Onde quero o olhar devia ser como os campos nas manhãs de geada, parados por causa do frio; mas, aos primeiros voos da pega azul e aos primeiros sopros da rola, as toalhas brancas aparecem pintadas de margaças, recreio de meninos cor de papoila, confusão bonita em rebanho de pastor benevolente, ou de corça buliçosa, mosto quente a preparar a alegria do coração.

 

Onde tenho o coração vejo sinais de mãos cuidadosas de quem borda toalhas de pôr a mesa e prepara jardins de romãs e de macieiras morenas guardados por muros bem fechados.

 

É assim a minha irmã, essência organizada sempre presente como no Livro dos Provérbios e no Cântico dos Cânticos, a compor e a alinhavar os lençóis de dormir, e a separar os lírios de entre os cardos.

 

2.

Antes de chegar a noite, a nossa casa é um recreio de meninos a comer romãs, uma biblioteca com Eugénio de Andrade ao lado do Compendium Gradualis et Missalis Romani, da Montanha Mágica também, e dos Shir Hashirîm.

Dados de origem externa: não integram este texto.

//! Request extractors: bearer caller, admin guard, client origin.

use std::net::SocketAddr;

use axum::async_trait;
use axum::extract::{ConnectInfo, FromRequestParts};
use axum::http::header::{AUTHORIZATION, USER_AGENT};
use axum::http::request::Parts;
use vera_core::{secrets_match, Origin, VeraError};

use crate::error::ApiError;
use crate::state::AppState;

pub const ADMIN_PASSWORD_HEADER: &str = "x-admin-password";

/// The research ID proven by the request's bearer token.
#[derive(Debug, Clone)]
pub struct Caller(pub String);

/// Token string from `Authorization: Bearer <token>`, if present.
pub fn bearer_token(parts: &Parts) -> Option<&str> {
    let value = parts.headers.get(AUTHORIZATION)?.to_str().ok()?;
    let (scheme, token) = value.split_once(' ')?;
    scheme.eq_ignore_ascii_case("bearer").then_some(token.trim())
}

#[async_trait]
impl FromRequestParts<AppState> for Caller {
    type Rejection = ApiError;

    async fn from_request_parts(parts: &mut Parts, state: &AppState) -> Result<Self, Self::Rejection> {
        let research_id = state.chat.authenticate(bearer_token(parts)).await?;
        Ok(Caller(research_id))
    }
}

/// Passes only when `X-Admin-Password` matches the configured admin password.
#[derive(Debug, Clone, Copy)]
pub struct AdminGuard;

#[async_trait]
impl FromRequestParts<AppState> for AdminGuard {
    type Rejection = ApiError;

    async fn from_request_parts(parts: &mut Parts, state: &AppState) -> Result<Self, Self::Rejection> {
        let Some(expected) = state.config.auth.admin_password.as_deref().filter(|p| !p.is_empty()) else {
            tracing::warn!(target: "vera::admin", "Admin request refused: no admin password configured");
            return Err(VeraError::Unauthorized("admin access is not configured".into()).into());
        };
        let supplied = parts
            .headers
            .get(ADMIN_PASSWORD_HEADER)
            .and_then(|v| v.to_str().ok())
            .unwrap_or_default();
        if !secrets_match(supplied, expected) {
            tracing::warn!(target: "vera::admin", "Admin request refused: bad password");
            return Err(VeraError::Unauthorized("invalid admin password".into()).into());
        }
        Ok(AdminGuard)
    }
}

/// Client address (first `X-Forwarded-For` hop, else the peer) and user agent.
#[derive(Debug, Clone, Default)]
pub struct ClientOrigin(pub Origin);

#[async_trait]
impl<S: Send + Sync> FromRequestParts<S> for ClientOrigin {
    type Rejection = std::convert::Infallible;

    async fn from_request_parts(parts: &mut Parts, _state: &S) -> Result<Self, Self::Rejection> {
        let forwarded = parts
            .headers
            .get("x-forwarded-for")
            .and_then(|v| v.to_str().ok())
            .and_then(|v| v.split(',').next())
            .map(|v| v.trim().to_string())
            .filter(|v| !v.is_empty());
        let peer = parts
            .extensions
            .get::<ConnectInfo<SocketAddr>>()
            .map(|ConnectInfo(addr)| addr.ip().to_string());
        let user_agent = parts
            .headers
            .get(USER_AGENT)
            .and_then(|v| v.to_str().ok())
            .map(str::to_string);
        Ok(ClientOrigin(Origin {
            ip_address: forwarded.or(peer),
            user_agent,
        }))
    }
}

Eu a olhar e a minha irmã a rir e a cantar baixinho.

Canteiro de aromas.

 

3.

Hoje, ao ir ao quintal, não gostei da romãzeira, arrumadinha.

Mas parecia a minha amiga e gostei de a olhar e de poisar nela o meu coração.

 

4.

Todos os dias nos pomos à janela a falar sobre a maneira de a casa ficar jardim bonito e como a montanha de onde olhar as palavras e os silêncios.